Les journalistes de la télévision privée Markíza, la plus populaire, subissent également des pressions de la part de leurs propriétaires tchèques, qui doivent maintenir des liens commerciaux avec le gouvernement slovaque. Des voix s’élèvent à Bruxelles pour réclamer l’interruption d’une partie des fonds européens destinés à la Slovaquie en raison des attaques du gouvernement de Fico contre l’Etat de droit dans le pays. Mais les autorités de l’UE pourraient agir beaucoup plus rapidement, comme elles l’ont fait par le passé dans le cas de la Hongrie et de la Pologne.
Nouveau trouble-fête
La Slovaquie semble apparaître comme un nouveau trouble-fête au sein de l’UE, notamment en raison de la rhétorique de Robert Fico au sujet de la guerre menée par la Russie en Ukraine. Le Premier ministre ne cesse en effet de critiquer l’aide militaire apportée à Kyiv. Il a appelé à des pourparlers de paix et a même déclaré que l’UE devrait «cesser de diaboliser» Vladimir Poutine.
Je m’attends à ce que la campagne précédant les élections européennes soit pour le moins modeste et qu’elle se concentre principalement sur les affaires intérieures slovaques. Après son échec à l’élection présidentielle, l’opposition pourrait tenter de transformer les élections européennes en un autre référendum sur Fico. Au moins, cette fois-ci, l’opposition devra le battre.
Opération de relations publiques
En regardant les listes des partis participant aux élections européennes, on pourrait penser que les politiciens slovaques attachent une grande importance à ces postes. Parmi les candidats figurent trois anciens Premiers ministres slovaques (Igor Matovic, Eduard Heger et Ľudovít Odor), deux ministres actuels, quelques anciens ministres et l’ancien commissaire européen Jan Figel’, premier Slovaque à occuper pareille fonction. On trouve également dans la liste trois dirigeants actuels de partis qui siègent ou ont siégé récemment au parlement slovaque.
Beaucoup de grands noms. Les petits partis, en particulier, inscrivent sur les listes tous leurs meilleurs – et plus populaires – politiciens. Mais ne vous y trompez pas : certains hommes politiques importants ne comptent pas siéger en tant que députés européens s’ils l’emportent. Il s’agit simplement d’une opération de relations publiques visant à améliorer les chances de leur parti d’obtenir davantage de voix. Nombreux sont ceux qui critiquent ces tentatives et les considèrent comme des fraudes électorales.

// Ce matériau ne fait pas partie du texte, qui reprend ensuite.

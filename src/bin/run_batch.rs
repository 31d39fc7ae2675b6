//! Run illustrations for a block of policy records
//!
//! Reads CSV or JSON records, writes per-record outcomes as JSON, and prints
//! block totals

use std::fs::File;
use std::io::BufWriter;
use std::path::PathBuf;
use std::time::Instant;

use anyhow::{Context, Result};
use benefit_illustration::{
    policy::load_records_auto, BatchMode, BatchRunner, EngineConfig, IllustrationEngine,
};
use clap::Parser;
use rust_decimal::Decimal;

#[derive(Parser, Debug)]
#[command(name = "run_batch", about = "Batch benefit illustrations")]
struct Args {
    /// Input records (.csv or .json)
    input: PathBuf,

    /// Output file for outcomes
    #[arg(short, long, default_value = "batch_output.json")]
    output: PathBuf,

    /// Engine configuration file (JSON)
    #[arg(long)]
    config: Option<PathBuf>,

    /// Records per chunk (overrides config)
    #[arg(long)]
    chunk_size: Option<usize>,

    /// Only check that required fields are present
    #[arg(long)]
    legacy: bool,

    /// Process each chunk on the calling thread
    #[arg(long)]
    sequential: bool,
}

/// Totals across all successful records
#[derive(Debug, Default)]
struct BlockTotals {
    records: usize,
    succeeded: usize,
    total_annual_premium: Decimal,
    total_premiums_paid: Decimal,
    total_maturity_benefit: Decimal,
    total_guaranteed_additions: Decimal,
}

fn main() -> Result<()> {
    env_logger::init();

    let args = Args::parse();

    let mut config = match &args.config {
        Some(path) => EngineConfig::from_json_path(path)
            .with_context(|| format!("Failed to load config from {}", path.display()))?,
        None => EngineConfig::default(),
    };
    if let Some(chunk_size) = args.chunk_size {
        config.batch.chunk_size = chunk_size;
    }
    if args.legacy {
        config.batch.mode = BatchMode::Legacy;
    }
    if args.sequential {
        config.batch.parallel = false;
    }

    let start = Instant::now();
    println!("Loading records from {}...", args.input.display());
    let records = load_records_auto(&args.input)
        .with_context(|| format!("Failed to load records from {}", args.input.display()))?;
    println!("Loaded {} records in {:?}", records.len(), start.elapsed());

    let runner = BatchRunner::new(
        config.rules,
        IllustrationEngine::new(config.illustration),
        config.batch,
    );

    println!("Running illustrations...");
    let proj_start = Instant::now();
    let outcomes = runner.run(&records);
    println!("Illustrations complete in {:?}", proj_start.elapsed());

    let mut totals = BlockTotals {
        records: outcomes.len(),
        ..Default::default()
    };
    for result in outcomes.iter().filter_map(|o| o.data.as_ref()) {
        totals.succeeded += 1;
        let summary = &result.summary;
        totals.total_annual_premium =
            totals.total_annual_premium.saturating_add(result.annual_premium);
        totals.total_premiums_paid =
            totals.total_premiums_paid.saturating_add(summary.total_premiums_paid);
        totals.total_maturity_benefit =
            totals.total_maturity_benefit.saturating_add(summary.maturity_benefit);
        totals.total_guaranteed_additions =
            totals.total_guaranteed_additions.saturating_add(summary.total_guaranteed_additions);
    }

    let file = File::create(&args.output)
        .with_context(|| format!("Failed to create {}", args.output.display()))?;
    serde_json::to_writer_pretty(BufWriter::new(file), &outcomes)?;
    println!("Output written to {}", args.output.display());

    println!("\nBlock Summary:");
    println!("  Records:               {}", totals.records);
    println!("  Succeeded:             {}", totals.succeeded);
    println!("  Failed:                {}", totals.records - totals.succeeded);
    println!("  Annual Premium:        {:.2}", totals.total_annual_premium);
    println!("  Premiums Paid:         {:.2}", totals.total_premiums_paid);
    println!("  Guaranteed Additions:  {:.2}", totals.total_guaranteed_additions);
    println!("  Maturity Benefit:      {:.2}", totals.total_maturity_benefit);

    for failed in outcomes.iter().filter(|o| !o.success).take(10) {
        println!("  ! {}: {}", failed.policy_id, failed.errors.join("; "));
    }

    println!("\nTotal time: {:?}", start.elapsed());
    Ok(())
}
//! Policy input records and the validated policy handed to the projector

use std::fmt;
use std::str::FromStr;

use chrono::NaiveDate;
use rust_decimal::Decimal;
use serde::{Deserialize, Serialize};

use crate::error::IllustrationError;

/// Currency amounts. Always decimal, never f64.
pub type Money = Decimal;

/// Rates as decimals (0.05 = 5%)
pub type Rate = Decimal;

/// How often the modal premium is paid
#[derive(Debug, Clone, Copy, PartialEq, Eq, Hash, Serialize, Deserialize)]
pub enum PremiumFrequency {
    Yearly,
    #[serde(rename = "Half-Yearly")]
    HalfYearly,
    Monthly,
}

impl PremiumFrequency {
    pub const ALL: [PremiumFrequency; 3] = [
        PremiumFrequency::Yearly,
        PremiumFrequency::HalfYearly,
        PremiumFrequency::Monthly,
    ];

    /// Installments per policy year
    pub fn installments_per_year(&self) -> u32 {
        match self {
            PremiumFrequency::Yearly => 1,
            PremiumFrequency::HalfYearly => 2,
            PremiumFrequency::Monthly => 12,
        }
    }

    pub fn as_str(&self) -> &'static str {
        match self {
            PremiumFrequency::Yearly => "Yearly",
            PremiumFrequency::HalfYearly => "Half-Yearly",
            PremiumFrequency::Monthly => "Monthly",
        }
    }
}

impl fmt::Display for PremiumFrequency {
    fn fmt(&self, f: &mut fmt::Formatter<'_>) -> fmt::Result {
        f.write_str(self.as_str())
    }
}

impl FromStr for PremiumFrequency {
    type Err = IllustrationError;

    fn from_str(s: &str) -> Result<Self, Self::Err> {
        PremiumFrequency::ALL
            .into_iter()
            .find(|freq| freq.as_str() == s.trim())
            .ok_or_else(|| IllustrationError::UnknownFrequency(s.to_string()))
    }
}

/// Caller-supplied policy parameters, before validation.
///
/// Every field is optional so that an absent value is reported as a
/// violation instead of failing deserialization. Dates and frequencies stay
/// as raw strings for the same reason.
#[derive(Debug, Clone, Default, PartialEq, Serialize, Deserialize)]
pub struct PolicyInput {
    #[serde(default, alias = "dob")]
    pub date_of_birth: Option<String>,
    #[serde(default)]
    pub sum_assured: Option<Money>,
    #[serde(default)]
    pub modal_premium: Option<Money>,
    #[serde(default)]
    pub premium_frequency: Option<String>,
    #[serde(default)]
    pub policy_term: Option<u32>,
    #[serde(default)]
    pub premium_paying_term: Option<u32>,
}

impl PolicyInput {
    /// Build a fully populated input
    pub fn new(
        date_of_birth: NaiveDate,
        sum_assured: Money,
        modal_premium: Money,
        premium_frequency: PremiumFrequency,
        policy_term: u32,
        premium_paying_term: u32,
    ) -> Self {
        Self {
            date_of_birth: Some(date_of_birth.format("%Y-%m-%d").to_string()),
            sum_assured: Some(sum_assured),
            modal_premium: Some(modal_premium),
            premium_frequency: Some(premium_frequency.as_str().to_string()),
            policy_term: Some(policy_term),
            premium_paying_term: Some(premium_paying_term),
        }
    }
}

/// A policy that passed every rule, with the policyholder's derived age.
///
/// Only the validation module can build one; the projector accepts nothing
/// else.
#[derive(Debug, Clone, PartialEq, Serialize)]
pub struct ValidatedPolicy {
    date_of_birth: Option<NaiveDate>,
    sum_assured: Money,
    modal_premium: Money,
    premium_frequency: PremiumFrequency,
    policy_term: u32,
    premium_paying_term: u32,
    age: u32,
}

impl ValidatedPolicy {
    pub(crate) fn from_parts(
        date_of_birth: Option<NaiveDate>,
        sum_assured: Money,
        modal_premium: Money,
        premium_frequency: PremiumFrequency,
        policy_term: u32,
        premium_paying_term: u32,
        age: u32,
    ) -> Self {
        Self {
            date_of_birth,
            sum_assured,
            modal_premium,
            premium_frequency,
            policy_term,
            premium_paying_term,
            age,
        }
    }

    /// Date of birth, absent for bulk records that carry only an age
    pub fn date_of_birth(&self) -> Option<NaiveDate> {
        self.date_of_birth
    }

    pub fn sum_assured(&self) -> Money {
        self.sum_assured
    }

    pub fn modal_premium(&self) -> Money {
        self.modal_premium
    }

    pub fn premium_frequency(&self) -> PremiumFrequency {
        self.premium_frequency
    }

    pub fn policy_term(&self) -> u32 {
        self.policy_term
    }

    pub fn premium_paying_term(&self) -> u32 {
        self.premium_paying_term
    }

    /// Age at entry (completed years)
    pub fn age(&self) -> u32 {
        self.age
    }

    /// Attained age in a given policy year
    /// Age increments at the start of each policy year
    pub fn attained_age(&self, policy_year: u32) -> u32 {
        self.age.saturating_add(policy_year.saturating_sub(1))
    }

    /// Whether premiums are still due in the given policy year
    pub fn in_paying_term(&self, policy_year: u32) -> bool {
        policy_year <= self.premium_paying_term
    }
}

/// One record of a bulk run, mirroring the bulk-path field set.
///
/// Carries an already-derived age rather than a date of birth.
#[derive(Debug, Clone, Default, PartialEq, Serialize, Deserialize)]
pub struct BatchRecord {
    /// Caller's id; the JSON loader also accepts a number here
    #[serde(default)]
    pub id: Option<String>,
    #[serde(default)]
    pub sum_assured: Option<Money>,
    #[serde(default)]
    pub modal_premium: Option<Money>,
    #[serde(default)]
    pub premium_frequency: Option<String>,
    #[serde(default)]
    pub policy_term: Option<u32>,
    #[serde(default)]
    pub premium_paying_term: Option<u32>,
    #[serde(default)]
    pub calculated_age: Option<u32>,
}

impl BatchRecord {
    /// Names of the required fields that are absent.
    ///
    /// With `zero_is_missing`, a zero amount or term is treated as absent too.
    pub fn missing_fields(&self, zero_is_missing: bool) -> Vec<&'static str> {
        let money = |v: Option<Money>| match v {
            None => true,
            Some(v) => zero_is_missing && v.is_zero(),
        };
        let count = |v: Option<u32>| match v {
            None => true,
            Some(v) => zero_is_missing && v == 0,
        };
        let text = |v: &Option<String>| match v {
            None => true,
            Some(s) => s.trim().is_empty(),
        };

        let mut missing = Vec::new();
        if money(self.sum_assured) {
            missing.push("sum_assured");
        }
        if money(self.modal_premium) {
            missing.push("modal_premium");
        }
        if text(&self.premium_frequency) {
            missing.push("premium_frequency");
        }
        if count(self.policy_term) {
            missing.push("policy_term");
        }
        if count(self.premium_paying_term) {
            missing.push("premium_paying_term");
        }
        if count(self.calculated_age) {
            missing.push("calculated_age");
        }
        missing
    }
}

Nous nous attendons à ce que les élections européennes en Slovaquie soient une bataille entre deux partis : celui au pouvoir, le Smer-SD, et le parti d’opposition libéral de la Slovaquie progressiste. Ce dernier devance les autres formations dans le seul sondage d’opinion connu. Selon cette enquête, seuls six partis franchiront le seuil des 5 % et auront des représentants au sein du nouveau Parlement européen. Il est intéressant de noter que, toujours selon la même enquête, la moitié des nouveaux eurodéputés slovaques n’appartiendront à aucun groupe, étant donné que l’adhésion du Smer-SD et Hlas-SD (le parti de Peter Pellegrini) au Parti socialiste européen est actuellement suspendue et que leurs eurodéputés (à l’exception d’un seul) ont tous quitté l’Alliance progressiste des socialistes et démocrates au Parlement européen (S & D). Cette situation ne devrait pas changer de sitôt, d’autant plus que certains politiciens complotistes figurent sur les listes de candidats du Smer-SD.